The content of this blog is my personal opinion only. Although I am an employee - currently of Nvidia, in the past of other companies such as Iagination Technologies, MIPS, Intellectual Ventures, Intel, AMD, Motorola, and Gould - I reveal this only so that the reader may account for any possible bias I may have towards my employer's products. The statements I make here in no way represent my employer's position, nor am I authorized to speak on behalf of my employer. In fact, this posting may not even represent my personal opinion, since occasionally I play devil's advocate.

See http://docs.google.com/View?id=dcxddbtr_23cg5thdfj for photo credits.

Friday, July 10, 2009

Yahoo Geocities closing - Don't Trust Free Websites

Yahoo Geocities is closing down.

For several years this was the home of my resume, and other stuff: http://www.geocities.com/andrew_f_glew.
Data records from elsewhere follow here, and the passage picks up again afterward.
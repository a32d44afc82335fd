//! HTTP routing building blocks.
//!
//! Provides the RouteModule trait for organizing routes.

pub mod routes;

pub use routes::RouteModule;
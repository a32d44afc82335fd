use axum::{
    http::StatusCode,
    response::{IntoResponse, Response},
};

use crate::webhooks::gateway::GatewayError;
use crate::webhooks::verification::VerificationFailure;

/// Response body for a request whose event was applied (or deliberately ignored).
pub const PROCESSED_BODY: &str = "processed successfully";

/// Header carrying the server-side error id on failed requests.
pub const ERROR_ID_HEADER: &str = "x-error-id";

/// The error type for webhook processing.
///
/// Client faults (`MissingHeaders`, `InvalidSignature`) are rejected with a
/// 400 before any payload field is trusted. Everything else is a server fault
/// and maps to 500 so the provider's redelivery re-drives the envelope.
#[derive(Debug, thiserror::Error)]
pub enum SyncError {
    #[error("Webhook secret not configured: {0}")]
    Misconfigured(String),

    #[error("Missing signature headers")]
    MissingHeaders,

    #[error("Webhook verification failed: {0}")]
    InvalidSignature(VerificationFailure),

    #[error("Malformed event payload: {0}")]
    Parse(String),

    #[error("Error processing event {event_type}: {source}")]
    Dispatch {
        event_type: String,
        #[source]
        source: GatewayError,
    },

    #[error("Invalid configuration: {0}")]
    Config(String),

    #[error("Internal server error: {0}")]
    Internal(String),
}

impl SyncError {
    pub fn misconfigured(msg: impl Into<String>) -> Self {
        Self::Misconfigured(msg.into())
    }

    pub fn parse(msg: impl Into<String>) -> Self {
        Self::Parse(msg.into())
    }

    pub fn dispatch(event_type: impl Into<String>, source: GatewayError) -> Self {
        Self::Dispatch {
            event_type: event_type.into(),
            source,
        }
    }

    pub fn config(msg: impl Into<String>) -> Self {
        Self::Config(msg.into())
    }

    pub fn internal(msg: impl Into<String>) -> Self {
        Self::Internal(msg.into())
    }

    pub fn status_code(&self) -> StatusCode {
        match self {
            Self::MissingHeaders | Self::InvalidSignature(_) => StatusCode::BAD_REQUEST,
            Self::Misconfigured(_)
            | Self::Parse(_)
            | Self::Dispatch { .. }
            | Self::Config(_)
            | Self::Internal(_) => StatusCode::INTERNAL_SERVER_ERROR,
        }
    }

    pub fn is_client_error(&self) -> bool {
        self.status_code().is_client_error()
    }

    /// Returns the message sent to the provider.
    ///
    /// Only the fixed texts leave the process: verification reasons, parse
    /// details and downstream failures are logged server-side but never echoed
    /// back (CWE-209). The event type is safe to expose since the sender chose it.
    pub fn safe_message(&self) -> String {
        match self {
            Self::Misconfigured(_) => "webhook secret not configured".to_string(),
            Self::MissingHeaders => "missing signature headers".to_string(),
            Self::InvalidSignature(_) => "verification failed".to_string(),
            Self::Parse(_) => "malformed event payload".to_string(),
            Self::Dispatch { event_type, .. } => format!("error processing event: {}", event_type),
            Self::Config(_) | Self::Internal(_) => "internal server error".to_string(),
        }
    }
}

impl From<VerificationFailure> for SyncError {
    fn from(failure: VerificationFailure) -> Self {
        Self::InvalidSignature(failure)
    }
}

impl IntoResponse for SyncError {
    fn into_response(self) -> Response {
        let status = self.status_code();
        let error_id = uuid::Uuid::new_v4().to_string();

        if self.is_client_error() {
            tracing::warn!(
                status = status.as_u16(),
                error_id = %error_id,
                error = %self,
                "Webhook rejected"
            );
        } else {
            tracing::error!(
                status = status.as_u16(),
                error_id = %error_id,
                error = %self,
                "Webhook processing failed"
            );
        }

        (status, [(ERROR_ID_HEADER, error_id)], self.safe_message()).into_response()
    }
}

/// Result type alias for webhook processing
pub type Result<T> = std::result::Result<T, SyncError>;
use anyhow::Context;
use identity_sync::{App, AppContext, ConfigBuilder};

#[tokio::main]
async fn main() -> anyhow::Result<()> {
    let config = ConfigBuilder::new()
        .from_env()
        .build()
        .context("invalid configuration")?;

    identity_sync::init_tracing_with_config(&config);

    let gateway = identity_sync::gateway_from_config(&config.gateway)
        .context("failed to set up user sync gateway")?;
    let context = AppContext::builder()
        .with_webhook_config(&config.webhook)
        .context("invalid webhook configuration")?
        .with_gateway(gateway)
        .build()?;

    App::new(config, context)
        .serve()
        .await
        .context("server error")?;

    Ok(())
}
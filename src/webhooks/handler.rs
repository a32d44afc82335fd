use std::sync::Arc;

use axum::{Router, body::Bytes, extract::State, http::HeaderMap, routing::post};

use crate::app::AppContext;
use crate::error::{PROCESSED_BODY, Result, SyncError};
use crate::http::RouteModule;

use super::dispatch::{DispatchOutcome, EventDispatcher};
use super::event::classify;
use super::idempotency::IdempotencyStore;
use super::verification::{WebhookEnvelope, WebhookVerifier};

/// Runs one delivery through the pipeline:
/// secret check, header extraction, verification, classification, dispatch.
///
/// Nothing in the payload is trusted until verification succeeds, and every
/// failure short-circuits before the gateway is called.
pub struct WebhookProcessor {
    verifier: Option<Arc<WebhookVerifier>>,
    dispatcher: EventDispatcher,
    deliveries: Option<Arc<dyn IdempotencyStore>>,
}

impl WebhookProcessor {
    /// Create a processor. Without a verifier every delivery is refused with
    /// [`SyncError::Misconfigured`]; there is no unverified mode.
    pub fn new(verifier: Option<WebhookVerifier>, dispatcher: EventDispatcher) -> Self {
        Self {
            verifier: verifier.map(Arc::new),
            dispatcher,
            deliveries: None,
        }
    }

    /// Skip deliveries whose id is already recorded in `store`.
    pub fn with_idempotency_store(mut self, store: Arc<dyn IdempotencyStore>) -> Self {
        self.deliveries = Some(store);
        self
    }

    /// Whether a signing secret is configured.
    pub fn is_configured(&self) -> bool {
        self.verifier.is_some()
    }

    pub fn deduplicates(&self) -> bool {
        self.deliveries.is_some()
    }

    pub fn dispatcher(&self) -> &EventDispatcher {
        &self.dispatcher
    }

    pub async fn process(&self, headers: &HeaderMap, body: Bytes) -> Result<DispatchOutcome> {
        let verifier = self
            .verifier
            .as_ref()
            .ok_or_else(|| SyncError::misconfigured("no signing secret is set"))?;

        let envelope = WebhookEnvelope::from_parts(headers, body)?;
        let payload = verifier.verify(&envelope)?;
        let event = classify(payload)?;

        if let Some(deliveries) = &self.deliveries {
            if deliveries.is_processed(&envelope.id).await? {
                tracing::info!(
                    delivery_id = %envelope.id,
                    event_type = event.event_type(),
                    "Skipping already processed delivery"
                );
                return Ok(DispatchOutcome::Duplicate);
            }
        }

        let outcome = match self.dispatcher.dispatch(&event).await {
            Ok(outcome) => outcome,
            Err(e) => {
                tracing::error!(
                    delivery_id = %envelope.id,
                    event_type = event.event_type(),
                    error = %e,
                    "Webhook dispatch failed"
                );
                return Err(e);
            }
        };

        if let Some(deliveries) = &self.deliveries {
            deliveries.mark_processed(envelope.id.clone()).await?;
        }

        tracing::info!(
            delivery_id = %envelope.id,
            event_type = event.event_type(),
            outcome = ?outcome,
            "Webhook processed successfully"
        );
        Ok(outcome)
    }
}

/// Axum handler for the provider's webhook endpoint.
pub async fn receive_webhook(
    State(ctx): State<AppContext>,
    headers: HeaderMap,
    body: Bytes,
) -> Result<&'static str> {
    ctx.webhooks.process(&headers, body).await?;
    Ok(PROCESSED_BODY)
}

/// Route module mounting [`receive_webhook`] at the configured path.
pub struct WebhookModule {
    path: String,
}

impl WebhookModule {
    pub fn new(path: impl Into<String>) -> Self {
        Self { path: path.into() }
    }

    pub fn path(&self) -> &str {
        &self.path
    }
}

impl RouteModule for WebhookModule {
    fn routes(&self) -> Router<AppContext> {
        Router::new().route(&self.path, post(receive_webhook))
    }
}
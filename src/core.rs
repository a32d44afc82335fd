use crate::{
    app::AppContext, config::Config, health, http::RouteModule, middleware::MakeRequestUuid,
    webhooks::WebhookModule,
};
use axum::{Router, extract::DefaultBodyLimit, routing::get};
use std::time::Duration;
use tokio::signal;
use tower_http::request_id::{PropagateRequestIdLayer, SetRequestIdLayer};
use tower_http::trace::TraceLayer;

/// Main application structure for identity-sync
pub struct App {
    router: Router<AppContext>,
    config: Config,
    context: AppContext,
}

impl App {
    /// Creates an App serving the health endpoint and the webhook endpoint at
    /// `config.webhook.path`
    pub fn new(config: Config, context: AppContext) -> Self {
        let webhook = WebhookModule::new(config.webhook.path.clone());
        let router = Router::<AppContext>::new().route("/health", get(health::health_handler));

        Self {
            router,
            config,
            context,
        }
        .register_module(webhook)
    }

    /// Register a route module with the application
    ///
    /// Note: The module's router will inherit the AppContext state from the parent router.
    /// Handlers should use `State<AppContext>` to access the application context.
    pub fn register_module<M: RouteModule>(mut self, module: M) -> Self {
        self.router = module.register(self.router);
        self
    }

    pub fn config(&self) -> &Config {
        &self.config
    }

    /// Get the router with middleware and state applied
    ///
    /// Tests drive this router with `tower::ServiceExt::oneshot` instead of
    /// binding a socket.
    pub fn into_router(self) -> Router {
        let app = self.with_middleware();
        app.router.with_state(app.context)
    }

    /// Apply middleware stack and prepare for serving
    fn with_middleware(mut self) -> Self {
        let mut router = self.router;

        // Middleware order (from inner to outer):
        // 1. Body size limit - reject large bodies before buffering them
        router = router.layer(DefaultBodyLimit::max(self.config.server.max_body_size));

        // 2. Request ID - add request IDs for tracing
        router = router
            .layer(PropagateRequestIdLayer::x_request_id())
            .layer(SetRequestIdLayer::x_request_id(MakeRequestUuid));

        // 3. Trace layer - HTTP tracing
        router = router.layer(TraceLayer::new_for_http());

        self.router = router;
        self
    }

    /// Start the application server
    ///
    /// # Errors
    ///
    /// Returns an error if the configured address is invalid or cannot be bound.
    pub async fn serve(self) -> Result<(), std::io::Error> {
        let addr = self
            .config
            .server
            .addr()
            .map_err(|e| std::io::Error::new(std::io::ErrorKind::InvalidInput, e))?;
        let webhook_path = self.config.webhook.path.clone();

        let router = self.into_router();
        let listener = tokio::net::TcpListener::bind(addr).await?;

        tracing::info!("Server starting on http://{}", addr);
        tracing::info!("Webhook endpoint available at http://{}{}", addr, webhook_path);
        tracing::info!("Health check available at http://{}/health", addr);

        axum::serve(listener, router)
            .with_graceful_shutdown(shutdown_signal())
            .await
    }
}

/// Graceful shutdown signal handler
async fn shutdown_signal() {
    let ctrl_c = async {
        if let Err(e) = signal::ctrl_c().await {
            tracing::error!(error = %e, "Failed to install Ctrl+C handler");
            std::future::pending::<()>().await;
        }
    };

    #[cfg(unix)]
    let terminate = async {
        match signal::unix::signal(signal::unix::SignalKind::terminate()) {
            Ok(mut stream) => {
                stream.recv().await;
            }
            Err(e) => {
                tracing::error!(error = %e, "Failed to install SIGTERM handler");
                std::future::pending::<()>().await;
            }
        }
    };

    #[cfg(not(unix))]
    let terminate = std::future::pending::<()>();

    tokio::select! {
        _ = ctrl_c => {
            tracing::info!("Received Ctrl+C signal, starting graceful shutdown");
        },
        _ = terminate => {
            tracing::info!("Received terminate signal, starting graceful shutdown");
        },
    }

    // Give connections a grace period to close
    tokio::time::sleep(Duration::from_secs(1)).await;
    tracing::info!("Shutdown complete");
}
Yahoo gives you the option of paying 5$/month for webhosting, or saving your files. Yahoo requires you to save the files one at a time, clicking Save As on a menu. There is no ability to download all of your files as a tarball or other archive. There is no WebDav access, or other filesystem-like access. I.e. there is no easy path to automatically transferring a large website.

Fortunately, I did not have many files on Yahoo.

Even more fortunately, I abandoned Yahoo Geocities a few months ago, and moved all of my stuff to Google Docs. http://docs.google.com/Doc?id=dcxddbtr_6dvpxg2cj&hl=en

However, there is no guarantee that Google Docs will remain free, or even available, forever.

Google Docs doesn't appear to have an easy way of downloading all files. Who was it that provided such a facility? One of the wiki sites that closed down?

Coincidentally, I have been shopping for a hopefully more permanent home for me and my files on the web. I've been looking at Amazon S3 and ECC. Yes, I am willing to pay.

Amazon ECC is good for virtual hosting. However, while I like being root, I would also like an ordinary user account on some UNIX system. I would like somebody else to be responsible for keeping up to date on security patches. Ideally I would like to run a wiki on such an account, but I want the wiki to run, not even as me, but as a Mini-Me, with even less privilege.

I guess I want it all: the convenience of having someone else sysadmin, but with the ability to run a small number of personal web services in deprivileged accounts.

For that matter, I'd like the hosting system to run a non-standard OS like FreeBSD, and a non-standard instruction set. ARM? Power? Is it security through obscurity?

As for my free websites:

* I learned that I still hasd a Yahoo mail account from long ago. Once again, no bulk download, unless I upgrade to pay, at which point I get POP.

* Google Docs - no automated access

* Google Mail - I have IMAP and POP access. I think I better start backing it up better.

Backing it up to S3? Wherever.

Just like there is a period of recent history that was lost, because information stopped being recorded on paper and started being recorded on quickly obsolete digital formats such as tape, floppies, etc., now we are traversing the stage where history is lost because of service providers closing down. One can only hope that we will come out the other end with storage as a commodity, with standard procedures for migration.

3 comments:

Wayne said...

Just get an account on nearlyfreespeech.net and put whatever you want on it. Not free, but nearly. And they have great support.

It does mean you need to understand unix and hosting issues.

Anonymous said...

Dreamhost is not terribly expensive and is brainless.

They've had some issues in the past with outages, but hey.

Andy "Krazy" Glew said...

Thanks, Wayne, for the pointer to NearlyFreeSpeech. Looks cool?

No SSL? :-( I'm in the habit of normally using https for most web services. Now I have to think if I really need it, if I want to use NearlyFreeSpeech.

I started writing a long response, and then decided to promote it to a blog entry.